Overparameterized Two-Layer ReLU Networks

Updated 22 October 2025

Overparameterized two-layer ReLU networks are neural architectures with a single hidden layer and many more neurons than data samples, enabling efficient yet expressive representations.
The analysis reveals that early alignment of neuron weights promotes a simplicity bias, which drives implicit regularization and mitigates overfitting despite high capacity.
The article demonstrates that benign loss landscapes, controlled memorization capacity, and optimal generalization emerge in these networks, challenging traditional bias–variance trade-offs.

Overparameterized two-layer ReLU networks are neural architectures with a single hidden layer—typically containing many more neurons than data samples—that employ the Rectified Linear Unit (ReLU) activation. This configuration has been the subject of extensive theoretical analysis, revealing deep connections between expressiveness, optimization, implicit regularization, memorization, and generalization in highly parameterized settings. Despite their apparent capacity to interpolate arbitrary data, such networks often display a strong simplicity bias, converging to solutions that generalize remarkably well even in the presence of significant noise.
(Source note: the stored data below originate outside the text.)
/// Available config subcommands.
#[derive(Subcommand)]
enum ConfigSubcommands {
    /// Write a config file with default values if none exists.
    Init,
    /// Show the effective configuration.
    Show,
}

/// Client plus the config it was built from.
struct ClientContext {
    client: MovieClient,
    config: AppConfig,
}

/// Builds the client from `config.toml` and `session.toml` under `dir`.
///
/// # Errors
///
/// Returns an error if the config or session file cannot be read, the
/// configured base URL is invalid, or the client fails to build.
fn build_context(dir: Option<&PathBuf>) -> Result<ClientContext> {
    let config_path = resolve_config_path(dir)?;
    let config = AppConfig::load(&config_path)?;

    let session_path = resolve_session_path(dir)?;
    let store = FileSessionStore::open(&session_path).context("failed to open session file")?;

    let mut builder = MovieClient::builder()
        .hostname(config.api.hostname.clone())
        .session(Session::new(Arc::new(store)))
        .user_agent(concat!(
            env!("CARGO_PKG_NAME"),
            "/",
            env!("CARGO_PKG_VERSION")
        ));
    if let Some(ref raw) = config.api.base_url {
        let url = Url::parse(raw).with_context(|| format!("invalid api.base_url: {raw}"))?;
        builder = builder.base_url(url);
    }
    if let Some(token) = config.tmdb_token(std::env::var(TMDB_TOKEN_ENV).ok()) {
        builder = builder.tmdb_token(token);
    }
    let client = builder.build().context("failed to build API client")?;

    Ok(ClientContext { client, config })
}

/// Logs a movie listing as a table.
fn log_movies(movies: &[MovieSummary]) {
    tracing::info!("ID\tRating\tRelease\t\tTitle\tPoster");
    for movie in movies {
        tracing::info!(
            "{}\t{:.1}\t{}\t{}\t{}",
            movie.id,
            movie.vote_average,
            movie.release_date.as_deref().unwrap_or("-"),
            movie.title,
            poster_url(movie.poster_path.as_deref()),
        );
    }
}

/// Logs a paginated listing followed by its page window.
fn log_page(page: &Page<MovieSummary>) {
    log_movies(&page.results);
    tracing::info!("Total: {} movies", page.total_results);
    if page.total_pages > 0 {
        tracing::info!("Pages: {}", PageWindow::new(page.page, page.total_pages).render());
    }
}
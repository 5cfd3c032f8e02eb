//! Config directory resolution.

use std::path::PathBuf;

use anyhow::{Context, Result};

/// Resolves the config directory.
///
/// - If `dir` is `Some`, returns it as is.
/// - Otherwise returns `~/.config/moviereco`.
fn resolve_config_dir(dir: Option<&PathBuf>) -> Result<PathBuf> {
    if let Some(d) = dir {
        return Ok(d.clone());
    }

    let home = std::env::var("HOME").context("HOME environment variable is not set")?;
    Ok(PathBuf::from(home).join(".config").join("moviereco"))
}

/// Resolves the config file path (`<dir>/config.toml`).
///
/// # Errors
///
/// Returns an error if the home directory cannot be determined (when `dir` is `None`).
pub fn resolve_config_path(dir: Option<&PathBuf>) -> Result<PathBuf> {
    Ok(resolve_config_dir(dir)?.join("config.toml"))
}

/// Resolves the session file path (`<dir>/session.toml`).
///
/// # Errors
///
/// Returns an error if the home directory cannot be determined (when `dir` is `None`).
pub fn resolve_session_path(dir: Option<&PathBuf>) -> Result<PathBuf> {
    Ok(resolve_config_dir(dir)?.join("session.toml"))
}
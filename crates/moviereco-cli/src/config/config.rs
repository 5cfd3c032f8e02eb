//! `AppConfig` struct and TOML read/write.

use std::path::Path;

use anyhow::{Context, Result};
use serde::{Deserialize, Serialize};

/// Environment variable that overrides `[tmdb] api_token`.
pub const TMDB_TOKEN_ENV: &str = "TMDB_API_TOKEN";

/// Top-level application configuration.
#[derive(Debug, Serialize, Deserialize, Default, PartialEq, Eq)]
pub struct AppConfig {
    /// Backend settings.
    #[serde(default)]
    pub api: ApiConfig,
    /// TMDB discovery settings.
    #[serde(default)]
    pub tmdb: TmdbConfig,
}

/// Backend configuration.
#[derive(Debug, Serialize, Deserialize, PartialEq, Eq)]
pub struct ApiConfig {
    /// Host the client pretends to run on; selects local or deployed backend.
    #[serde(default = "default_hostname")]
    pub hostname: String,
    /// Explicit backend URL, overriding `hostname`.
    #[serde(default, skip_serializing_if = "Option::is_none")]
    pub base_url: Option<String>,
}

impl Default for ApiConfig {
    fn default() -> Self {
        Self {
            hostname: default_hostname(),
            base_url: None,
        }
    }
}

fn default_hostname() -> String {
    String::from("localhost")
}

/// TMDB configuration.
#[derive(Debug, Serialize, Deserialize, Default, PartialEq, Eq)]
pub struct TmdbConfig {
    /// Bearer token for `discover/movie`.
    #[serde(default, skip_serializing_if = "Option::is_none")]
    pub api_token: Option<String>,
    /// Response language (e.g. `en-US`).
    #[serde(default, skip_serializing_if = "Option::is_none")]
    pub language: Option<String>,
}

impl AppConfig {
    /// Loads config from a TOML file. Returns default if file does not exist.
    ///
    /// # Errors
    ///
    /// Returns an error if the file exists but cannot be read or parsed.
    pub fn load(path: &Path) -> Result<Self> {
        if !path.exists() {
            return Ok(Self::default());
        }
        let content = std::fs::read_to_string(path)
            .with_context(|| format!("failed to read {}", path.display()))?;
        toml::from_str(&content).with_context(|| format!("failed to parse {}", path.display()))
    }

    /// Saves config to a TOML file, creating parent directories if needed.
    ///
    /// # Errors
    ///
    /// Returns an error if directory creation or file write fails.
    pub fn save(&self, path: &Path) -> Result<()> {
        if let Some(parent) = path.parent() {
            std::fs::create_dir_all(parent)
                .with_context(|| format!("failed to create directory {}", parent.display()))?;
        }
        let content = toml::to_string_pretty(self).context("failed to serialize config to TOML")?;
        std::fs::write(path, content).with_context(|| format!("failed to write {}", path.display()))
    }

    /// TMDB token: a non-blank `env_token` wins over the configured one.
    #[must_use]
    pub fn tmdb_token(&self, env_token: Option<String>) -> Option<String> {
        let non_blank = |t: &String| !t.trim().is_empty();
        env_token
            .filter(non_blank)
            .or_else(|| self.tmdb.api_token.clone().filter(non_blank))
    }
}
This article presents a detailed examination of the mathematics, dynamics, and consequences of this phenomenon based on recent theoretical and empirical advances.

1. Architecture, Expressive Power, and Functional Equivalence

A two-layer ReLU network computes a function of the form

$h_\theta(x) = \sum_{j=1}^m a_j\,\sigma(w_j^\top x),$

with $m \gg n$ , where $n$ is the number of training samples, $\sigma$ is the ReLU activation, and $a_j$ and $w_j$ are output and input layer parameters, respectively.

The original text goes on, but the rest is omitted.